YO QUIERO CAPITULO HOY!!
:/
Chulis i'm sorry for that but is frustrating, i just can ready the tuesdays
by: Sherl "the new whore"
PD1: por tu culpa ya soy puta! hahahaahaokno
Genial el capitulooooooooooo me encato, nicoo!!! no te tenia asi!! subeee
Faltan 19 comentarios T.T yo quiero seguir leer leyendoo!!!!
nico esta demostrando otra cara y marcando territorio, me gusta mas este nico, creo que me gustara mas que sebastian, siguela
Genial!! Lucius JAJAJAJAJAJ creo que Luciana puede ser bonita y de gran corazon pero definitivamente no es una buena mentirosa, me encantó quiero el otro cap ya!!
buenisimo amo a nico y a sebastian pero me gusta mas nico aunque creo que sebastian tambien merece ser feliz con luciana, siguela y sube pronto
noooooooo sebastian!!!!!!!! porque porque porque???? seguro ahora lo rescatan, luciana tiene que quedar con el!!
porqe la obsecion con el 30? 20 me parecen una muuuy buena cantidad de comentarios y y nos haces esperer menos:D..bueno yo solo digo. 20 es una hermoso numero;)
te mereces los 30 comentarios Steph!
Escribes fasinantemente genial!!
ya no puedo esperar T.T
Wow... eso en realidad no me lo esperaba.
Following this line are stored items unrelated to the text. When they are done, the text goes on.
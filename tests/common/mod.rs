//! Common test utilities for E2E tests
//!
//! `TestServer` runs the real router against a fake Clever, a small axum
//! app that answers the token, `/me` and roster endpoints.

#![allow(dead_code)]

use axum::{
    Json, Router,
    extract::{Path, Query},
    http::{HeaderMap, StatusCode, header},
    response::{IntoResponse, Response},
    routing::{get, post},
};
use base64::Engine;
use instant_birthdays::{AppState, config};
use serde::Deserialize;
use serde_json::{Value, json};
use tokio::net::TcpListener;

pub const CLIENT_ID: &str = "test-client-id";
pub const CLIENT_SECRET: &str = "test-client-secret";
pub const DISTRICT_TOKEN: &str = "test-district-token";
pub const COOKIE_NAME: &str = "birthdays_session";

/// Authorization codes understood by the fake token endpoint
pub mod codes {
    pub const TEACHER: &str = "teacher-code";
    pub const STUDENT: &str = "student-code";
    pub const ADMIN: &str = "admin-code";
    pub const LONELY_TEACHER: &str = "lonely-teacher-code";
    pub const STUDENT_WITHOUT_DOB: &str = "student-without-dob-code";
    pub const BAD_ROSTER_TEACHER: &str = "bad-roster-teacher-code";
    /// Rejected with 401
    pub const REJECTED: &str = "bad";
}

/// Test server instance
pub struct TestServer {
    pub addr: String,
    pub clever_addr: String,
    pub state: AppState,
    pub client: reqwest::Client,
}

impl TestServer {
    /// Create a new test server with "today" pinned to 12/31
    pub async fn new() -> Self {
        Self::with_today("12/31").await
    }

    /// Create a new test server with "today" pinned to `today`
    pub async fn with_today(today: &str) -> Self {
        instant_birthdays::metrics::init_metrics();

        let clever_addr = spawn(fake_clever_router()).await;

        let config = config::AppConfig {
            server: config::ServerConfig {
                host: "127.0.0.1".to_string(),
                port: 0, // Let OS assign port
            },
            clever: config::CleverConfig {
                client_id: CLIENT_ID.to_string(),
                client_secret: CLIENT_SECRET.to_string(),
                district_token: DISTRICT_TOKEN.to_string(),
                redirect_uri: "http://127.0.0.1/oauth".to_string(),
                authorize_url: format!("{clever_addr}/oauth/authorize"),
                token_url: format!("{clever_addr}/oauth/tokens"),
                api_base: clever_addr.clone(),
                api_version: "v1.1".to_string(),
                scope: "read:user_id read:sis".to_string(),
                roster_limit: config::MAX_ROSTER_LIMIT,
            },
            http: config::HttpConfig {
                timeout_seconds: 5,
                user_agent: "InstantBirthdays/test".to_string(),
            },
            session: config::SessionConfig {
                cookie_name: COOKIE_NAME.to_string(),
                idle_timeout_seconds: 3600,
                max_sessions: 100,
            },
            calendar: config::CalendarConfig {
                today_override: Some(today.to_string()),
            },
            logging: config::LoggingConfig {
                level: "info".to_string(),
                format: "pretty".to_string(),
            },
        };

        // Initialize app state
        let state = AppState::new(config).unwrap();

        // Redirects are asserted on, never followed
        let client = reqwest::Client::builder()
            .redirect(reqwest::redirect::Policy::none())
            .timeout(std::time::Duration::from_secs(10))
            .build()
            .unwrap();

        let addr = spawn(instant_birthdays::build_router(state.clone())).await;

        Self {
            addr,
            clever_addr,
            state,
            client,
        }
    }

    /// Get base URL for requests
    pub fn url(&self, path: &str) -> String {
        format!("{}{}", self.addr, path)
    }

    /// Run the OAuth callback with `code` and return the `Cookie` header
    /// value for the new session
    pub async fn login(&self, code: &str) -> String {
        let response = self
            .client
            .get(self.url("/oauth"))
            .query(&[("code", code)])
            .send()
            .await
            .unwrap();

        assert!(response.status().is_redirection());
        assert_eq!(location(&response), "/app");
        session_cookie(&response).expect("callback sets the session cookie")
    }

    /// GET `path` with the given session cookie
    pub async fn get_with_cookie(&self, path: &str, cookie: &str) -> reqwest::Response {
        self.client
            .get(self.url(path))
            .header(header::COOKIE, cookie)
            .send()
            .await
            .unwrap()
    }
}

/// `Location` header of a redirect
pub fn location(response: &reqwest::Response) -> String {
    response
        .headers()
        .get(header::LOCATION)
        .and_then(|value| value.to_str().ok())
        .unwrap_or_default()
        .to_string()
}

/// `name=value` of the session cookie set by `response`, if any
pub fn session_cookie(response: &reqwest::Response) -> Option<String> {
    response
        .headers()
        .get_all(header::SET_COOKIE)
        .iter()
        .filter_map(|value| value.to_str().ok())
        .filter_map(|value| value.split(';').next())
        .find(|pair| pair.starts_with(&format!("{COOKIE_NAME}=")))
        .map(str::to_string)
}

/// Login page URL carrying `message`
pub fn login_error_location(message: &str) -> String {
    format!("/?error={}", urlencoding::encode(message))
}

async fn spawn(app: Router) -> String {
    let listener = TcpListener::bind("127.0.0.1:0").await.unwrap();
    let addr = listener.local_addr().unwrap();

    tokio::spawn(async move {
        axum::serve(listener, app).await.unwrap();
    });

    format!("http://{}", addr)
}

// =============================================================================
// Fake Clever
// =============================================================================

fn fake_clever_router() -> Router {
    Router::new()
        .route("/oauth/tokens", post(token))
        .route("/me", get(me))
        .route("/v1.1/teachers/:id/students", get(roster))
}

#[derive(Debug, Deserialize)]
struct TokenBody {
    code: String,
    grant_type: String,
}

async fn token(headers: HeaderMap, Json(body): Json<TokenBody>) -> Response {
    let expected = format!(
        "Basic {}",
        base64::engine::general_purpose::STANDARD.encode(format!("{CLIENT_ID}:{CLIENT_SECRET}"))
    );
    if authorization(&headers) != Some(expected.as_str())
        || body.grant_type != "authorization_code"
    {
        return StatusCode::UNAUTHORIZED.into_response();
    }

    let access_token = match body.code.as_str() {
        codes::TEACHER => "teacher-token",
        codes::STUDENT => "student-token",
        codes::ADMIN => "admin-token",
        codes::LONELY_TEACHER => "lonely-teacher-token",
        codes::STUDENT_WITHOUT_DOB => "student-without-dob-token",
        codes::BAD_ROSTER_TEACHER => "bad-roster-teacher-token",
        _ => return StatusCode::UNAUTHORIZED.into_response(),
    };

    Json(json!({ "access_token": access_token, "token_type": "bearer" })).into_response()
}

async fn me(headers: HeaderMap) -> Response {
    let data = match authorization(&headers) {
        Some("Bearer teacher-token") => teacher("t-1", "Grace", "Hopper"),
        Some("Bearer lonely-teacher-token") => teacher("t-empty", "Alan", "Kay"),
        Some("Bearer bad-roster-teacher-token") => teacher("t-bad", "Niklaus", "Wirth"),
        Some("Bearer student-token") => json!({
            "id": "s-1",
            "name": { "first": "Ada", "last": "Lovelace" },
            "type": "student",
            "dob": "1998-06-18T00:00:00.000Z"
        }),
        Some("Bearer student-without-dob-token") => json!({
            "id": "s-2",
            "name": { "first": "Linus", "last": "Torvalds" },
            "type": "student"
        }),
        Some("Bearer admin-token") => json!({
            "id": "d-1",
            "name": { "first": "Dana", "last": "Admin" },
            "type": "district_admin"
        }),
        _ => return StatusCode::UNAUTHORIZED.into_response(),
    };

    Json(json!({ "data": data })).into_response()
}

#[derive(Debug, Deserialize)]
struct RosterQuery {
    limit: Option<u32>,
}

async fn roster(
    headers: HeaderMap,
    Path(teacher_id): Path<String>,
    Query(query): Query<RosterQuery>,
) -> Response {
    let expected = format!("Bearer {DISTRICT_TOKEN}");
    if authorization(&headers) != Some(expected.as_str()) {
        return StatusCode::UNAUTHORIZED.into_response();
    }
    if query.limit != Some(config::MAX_ROSTER_LIMIT) {
        return StatusCode::BAD_REQUEST.into_response();
    }

    let students: Vec<Value> = match teacher_id.as_str() {
        "t-1" => vec![
            student("s-10", "Ada", "Lovelace", "12/31/2005"),
            student("s-11", "Barbara", "Liskov", "6/18/2005"),
            student("s-12", "Edsger", "Dijkstra", "06/18/2006"),
            student("s-13", "Alan", "Turing", "1/5/2006"),
            student("s-14", "Grace", "O'Brien & <Sons>", "3/1/2005"),
        ],
        "t-bad" => vec![
            student("s-20", "Ken", "Thompson", "2/3/2005"),
            student("s-21", "Dennis", "Ritchie", "not-a-date"),
        ],
        "t-empty" => Vec::new(),
        _ => return StatusCode::NOT_FOUND.into_response(),
    };

    Json(json!({ "data": students })).into_response()
}

fn teacher(id: &str, first: &str, last: &str) -> Value {
    json!({
        "id": id,
        "name": { "first": first, "last": last },
        "type": "teacher"
    })
}

fn student(id: &str, first: &str, last: &str, dob: &str) -> Value {
    json!({
        "data": {
            "id": id,
            "name": { "first": first, "last": last },
            "dob": dob
        }
    })
}

fn authorization(headers: &HeaderMap) -> Option<&str> {
    headers
        .get(header::AUTHORIZATION)
        .and_then(|value| value.to_str().ok())
}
Ese Nicodemus nos enamora de poco en poco.
Yo solo quiero leer :(
Faltan unos cuantos comentarios..
OMFG! tienes qe segirla ya ya ya mujer! porfavoooorrrr??
amo a sebastian pero tengo qe admitir qe tmbn estoy secretamente enamorada de Nico♥
sigela es genial
QUIERO BESAR A NICO!<3
noooo sebastian!!D:
luciana se ha vuelto tan valiente...
y Nico♥...me olvidare de que eres una dama♥.♥dios me mato con eso
no puedo esperar para el prox cap
sube!sube!sube!sube!sube!sube!sube!sube!sube!sube!sube!sube!sube!sube!sube!sube!sube!sube!sube!sube!sube!sube!sube!sube!sube!sube!sube!sube!sube!sube!sube!sube!sube!sube!sube!sube!sube!sube!sube!sube!sube!sube!sube!sube!sube!sube!sube!sube!sube!sube!sube!sube!sube!sube!sube!sube!sube!sube!sube!sube!sube!sube!sube!sube!sube!sube!sube!sube!sube!sube!sube!sube!sube!sube!sube!sube!sube!sube!sube!sube!sube!sube!sube!sube!sube!sube!sube!sube!sube!sube!sube!sube!sube!sube!sube!sube!sube!sube!sube!sube!sube!sube!sube!sube!sube!sube!sube!sube!sube!sube!sube!sube!sube!sube!sube!sube!sube!sube!sube!sube!sube!sube!sube!sube!sube!sube! siiiiiiiiii??? plissss?-ssy
nnooooo sebastian!D:
luciana se ha hecho tan valiente:')
y nico...me olvidare de que eres una dama...me mato con eso♥.♥
no puedo esperar para el prox cap
Me siento tan mal de no haber comentado antes. Ame el capítulo me encano demasiado. Amo a Nicodemus. Mi excusa es que estuve de vacaciones sin internet y eso es horrible. No pude leer el capítulo antes.
Estaba navegando y me encontré con estos blogs que me parecieron interesante que conoscas.
http://edicionesbrazaletes.blogspot.com/
http://ediciones-frutilla.blogspot.com/
El capítulo me encanto.
Ame el capítulo ya quiero leer el próximo.
Estoy loca por sabe mas. Espero poder leer pronto el proxino capitulo.
Estoy que me muero con nicodemus. Lo amo. Lucy es mas estupida.
Siempre dejas los capitulos en asquas
Ame el capitulo. Ame a nico y odio a luciana ¿que mas puedo decir?
Este capitulo si que estuvo bueno.
Amo tu forma de escribir.
Es tan unica.
Esta historia sin duda es muy buena. Todas tus novelas me encantan.